Saved entries:

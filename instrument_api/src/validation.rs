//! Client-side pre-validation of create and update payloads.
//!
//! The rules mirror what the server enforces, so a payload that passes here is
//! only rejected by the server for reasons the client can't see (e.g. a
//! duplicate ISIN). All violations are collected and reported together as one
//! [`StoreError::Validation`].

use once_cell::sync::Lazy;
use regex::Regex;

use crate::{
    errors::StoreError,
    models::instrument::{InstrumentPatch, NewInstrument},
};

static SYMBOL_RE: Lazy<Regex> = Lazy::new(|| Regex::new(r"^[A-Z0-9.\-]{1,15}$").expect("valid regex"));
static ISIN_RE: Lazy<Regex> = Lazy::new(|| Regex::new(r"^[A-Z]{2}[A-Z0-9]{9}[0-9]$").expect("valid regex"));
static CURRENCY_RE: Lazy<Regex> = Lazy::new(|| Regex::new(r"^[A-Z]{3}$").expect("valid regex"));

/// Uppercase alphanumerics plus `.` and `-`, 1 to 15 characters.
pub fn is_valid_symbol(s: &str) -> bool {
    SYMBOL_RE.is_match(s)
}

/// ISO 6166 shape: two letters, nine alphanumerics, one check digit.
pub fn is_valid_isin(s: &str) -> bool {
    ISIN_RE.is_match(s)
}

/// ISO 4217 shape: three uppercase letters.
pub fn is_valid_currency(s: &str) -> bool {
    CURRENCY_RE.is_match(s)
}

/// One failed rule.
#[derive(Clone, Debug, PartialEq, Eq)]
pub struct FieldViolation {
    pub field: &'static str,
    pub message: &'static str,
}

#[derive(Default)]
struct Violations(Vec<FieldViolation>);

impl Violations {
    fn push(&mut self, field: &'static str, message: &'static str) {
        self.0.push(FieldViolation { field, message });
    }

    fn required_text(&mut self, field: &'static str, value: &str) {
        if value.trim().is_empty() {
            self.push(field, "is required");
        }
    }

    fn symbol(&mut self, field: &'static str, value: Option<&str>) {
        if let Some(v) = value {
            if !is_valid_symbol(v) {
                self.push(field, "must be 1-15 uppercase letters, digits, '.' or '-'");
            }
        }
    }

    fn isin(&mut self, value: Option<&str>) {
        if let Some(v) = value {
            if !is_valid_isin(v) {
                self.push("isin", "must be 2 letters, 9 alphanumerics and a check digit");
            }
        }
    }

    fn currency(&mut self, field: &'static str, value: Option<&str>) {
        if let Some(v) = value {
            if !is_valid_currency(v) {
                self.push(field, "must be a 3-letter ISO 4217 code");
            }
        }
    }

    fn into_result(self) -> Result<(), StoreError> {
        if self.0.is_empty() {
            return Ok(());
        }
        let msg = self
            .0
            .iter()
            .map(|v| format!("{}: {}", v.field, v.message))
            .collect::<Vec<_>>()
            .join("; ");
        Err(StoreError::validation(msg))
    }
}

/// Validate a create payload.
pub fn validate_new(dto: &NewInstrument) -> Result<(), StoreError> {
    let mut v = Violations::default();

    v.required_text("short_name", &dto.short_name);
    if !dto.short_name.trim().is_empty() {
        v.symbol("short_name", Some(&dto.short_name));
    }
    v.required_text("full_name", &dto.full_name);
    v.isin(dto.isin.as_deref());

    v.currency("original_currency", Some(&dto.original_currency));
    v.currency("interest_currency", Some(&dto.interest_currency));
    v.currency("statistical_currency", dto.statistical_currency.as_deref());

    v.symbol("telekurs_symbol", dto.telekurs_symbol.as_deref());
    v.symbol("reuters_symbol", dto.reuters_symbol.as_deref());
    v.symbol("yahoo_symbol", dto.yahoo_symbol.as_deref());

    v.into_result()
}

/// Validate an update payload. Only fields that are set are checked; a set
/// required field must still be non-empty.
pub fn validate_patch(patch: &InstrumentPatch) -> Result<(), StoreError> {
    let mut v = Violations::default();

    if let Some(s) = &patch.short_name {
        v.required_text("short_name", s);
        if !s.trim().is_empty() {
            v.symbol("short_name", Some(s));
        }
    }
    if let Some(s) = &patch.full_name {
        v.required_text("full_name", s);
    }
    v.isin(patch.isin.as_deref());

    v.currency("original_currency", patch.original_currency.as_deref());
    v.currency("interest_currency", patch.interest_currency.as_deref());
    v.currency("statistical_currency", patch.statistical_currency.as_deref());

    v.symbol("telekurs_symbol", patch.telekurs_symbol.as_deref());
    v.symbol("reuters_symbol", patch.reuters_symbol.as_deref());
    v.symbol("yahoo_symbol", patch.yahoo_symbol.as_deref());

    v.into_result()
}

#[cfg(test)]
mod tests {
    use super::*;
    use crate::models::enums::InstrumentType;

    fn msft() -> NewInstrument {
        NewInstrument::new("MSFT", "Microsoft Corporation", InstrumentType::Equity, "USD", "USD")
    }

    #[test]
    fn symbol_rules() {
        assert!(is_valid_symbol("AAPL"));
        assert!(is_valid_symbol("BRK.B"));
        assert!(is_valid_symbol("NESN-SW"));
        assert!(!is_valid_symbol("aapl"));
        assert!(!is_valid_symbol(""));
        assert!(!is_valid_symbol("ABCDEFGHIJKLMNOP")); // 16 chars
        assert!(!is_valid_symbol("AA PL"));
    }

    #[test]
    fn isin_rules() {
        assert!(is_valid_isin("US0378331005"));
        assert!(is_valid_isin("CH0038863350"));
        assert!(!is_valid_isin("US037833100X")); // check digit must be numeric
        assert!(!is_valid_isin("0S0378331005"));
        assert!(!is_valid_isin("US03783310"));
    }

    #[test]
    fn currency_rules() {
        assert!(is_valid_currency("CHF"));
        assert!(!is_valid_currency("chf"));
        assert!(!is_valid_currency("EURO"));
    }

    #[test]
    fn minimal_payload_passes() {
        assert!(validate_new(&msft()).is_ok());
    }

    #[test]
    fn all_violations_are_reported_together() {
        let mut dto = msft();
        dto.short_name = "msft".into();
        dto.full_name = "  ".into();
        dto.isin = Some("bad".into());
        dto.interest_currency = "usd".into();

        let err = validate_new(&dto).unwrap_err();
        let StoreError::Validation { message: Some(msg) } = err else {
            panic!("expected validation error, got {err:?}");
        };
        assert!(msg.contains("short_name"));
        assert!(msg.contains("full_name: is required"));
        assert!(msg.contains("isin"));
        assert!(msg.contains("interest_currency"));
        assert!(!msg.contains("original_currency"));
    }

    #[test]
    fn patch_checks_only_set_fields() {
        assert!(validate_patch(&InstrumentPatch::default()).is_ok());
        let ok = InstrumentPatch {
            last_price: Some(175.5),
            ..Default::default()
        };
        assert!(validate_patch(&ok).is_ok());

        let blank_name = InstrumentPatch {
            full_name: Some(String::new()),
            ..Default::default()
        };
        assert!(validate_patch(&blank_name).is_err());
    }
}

> **ASSIGNED TASK**: A single number is asked for: how many lines in the entries above hold the string "must".

> **COMPLETED EXERCISE**: 5